## Action item:
Copy each line that includes the string "stats" from the material into your answer.

## Data provided:

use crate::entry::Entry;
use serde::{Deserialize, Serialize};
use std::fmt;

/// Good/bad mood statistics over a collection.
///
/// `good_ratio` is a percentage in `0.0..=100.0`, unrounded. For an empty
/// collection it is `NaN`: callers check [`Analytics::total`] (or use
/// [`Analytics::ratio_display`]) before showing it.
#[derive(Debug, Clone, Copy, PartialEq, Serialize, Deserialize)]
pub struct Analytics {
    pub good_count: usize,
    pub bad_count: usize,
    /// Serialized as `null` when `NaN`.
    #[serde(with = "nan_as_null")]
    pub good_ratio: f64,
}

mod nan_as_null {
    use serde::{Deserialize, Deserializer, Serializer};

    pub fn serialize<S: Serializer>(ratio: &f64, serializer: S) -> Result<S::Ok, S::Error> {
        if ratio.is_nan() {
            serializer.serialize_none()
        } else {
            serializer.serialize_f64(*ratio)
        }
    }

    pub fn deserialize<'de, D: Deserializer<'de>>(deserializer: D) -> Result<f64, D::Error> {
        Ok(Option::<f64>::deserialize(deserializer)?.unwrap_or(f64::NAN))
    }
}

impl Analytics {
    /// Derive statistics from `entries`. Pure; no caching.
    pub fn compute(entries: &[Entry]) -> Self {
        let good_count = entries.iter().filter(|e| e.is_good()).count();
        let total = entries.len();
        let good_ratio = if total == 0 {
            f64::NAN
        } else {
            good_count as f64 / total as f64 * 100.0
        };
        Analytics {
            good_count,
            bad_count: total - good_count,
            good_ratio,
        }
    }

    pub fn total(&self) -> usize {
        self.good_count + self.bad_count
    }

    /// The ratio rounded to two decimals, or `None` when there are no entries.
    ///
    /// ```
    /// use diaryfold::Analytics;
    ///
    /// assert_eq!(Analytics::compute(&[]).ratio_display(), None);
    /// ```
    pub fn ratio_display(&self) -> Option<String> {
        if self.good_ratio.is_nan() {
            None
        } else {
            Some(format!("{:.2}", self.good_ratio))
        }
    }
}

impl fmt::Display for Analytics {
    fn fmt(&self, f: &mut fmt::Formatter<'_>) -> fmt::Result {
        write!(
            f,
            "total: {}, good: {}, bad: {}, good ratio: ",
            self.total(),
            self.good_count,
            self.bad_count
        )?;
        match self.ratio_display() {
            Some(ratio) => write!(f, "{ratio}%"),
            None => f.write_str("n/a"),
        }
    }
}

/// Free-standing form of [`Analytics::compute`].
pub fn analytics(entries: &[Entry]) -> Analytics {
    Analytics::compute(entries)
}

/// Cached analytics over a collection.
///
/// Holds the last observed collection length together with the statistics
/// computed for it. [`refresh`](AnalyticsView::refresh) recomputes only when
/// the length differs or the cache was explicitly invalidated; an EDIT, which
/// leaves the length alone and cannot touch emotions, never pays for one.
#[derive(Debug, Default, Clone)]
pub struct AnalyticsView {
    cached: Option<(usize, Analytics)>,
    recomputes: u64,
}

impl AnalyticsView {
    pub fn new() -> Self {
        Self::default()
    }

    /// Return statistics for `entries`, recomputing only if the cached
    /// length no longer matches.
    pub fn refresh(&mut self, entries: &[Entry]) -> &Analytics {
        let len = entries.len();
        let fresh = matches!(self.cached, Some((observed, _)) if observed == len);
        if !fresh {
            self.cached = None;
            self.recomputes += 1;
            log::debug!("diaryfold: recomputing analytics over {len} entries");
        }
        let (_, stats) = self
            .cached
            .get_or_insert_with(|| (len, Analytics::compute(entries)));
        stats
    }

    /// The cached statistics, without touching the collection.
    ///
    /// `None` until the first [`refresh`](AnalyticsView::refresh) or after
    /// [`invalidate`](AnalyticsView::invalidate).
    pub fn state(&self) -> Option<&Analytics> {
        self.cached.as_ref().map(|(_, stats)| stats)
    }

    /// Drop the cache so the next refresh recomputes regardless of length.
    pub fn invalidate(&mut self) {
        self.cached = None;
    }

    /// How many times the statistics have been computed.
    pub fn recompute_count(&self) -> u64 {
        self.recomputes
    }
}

## Exercise output:
        let (_, stats) = self
        stats
        self.cached.as_ref().map(|(_, stats)| stats)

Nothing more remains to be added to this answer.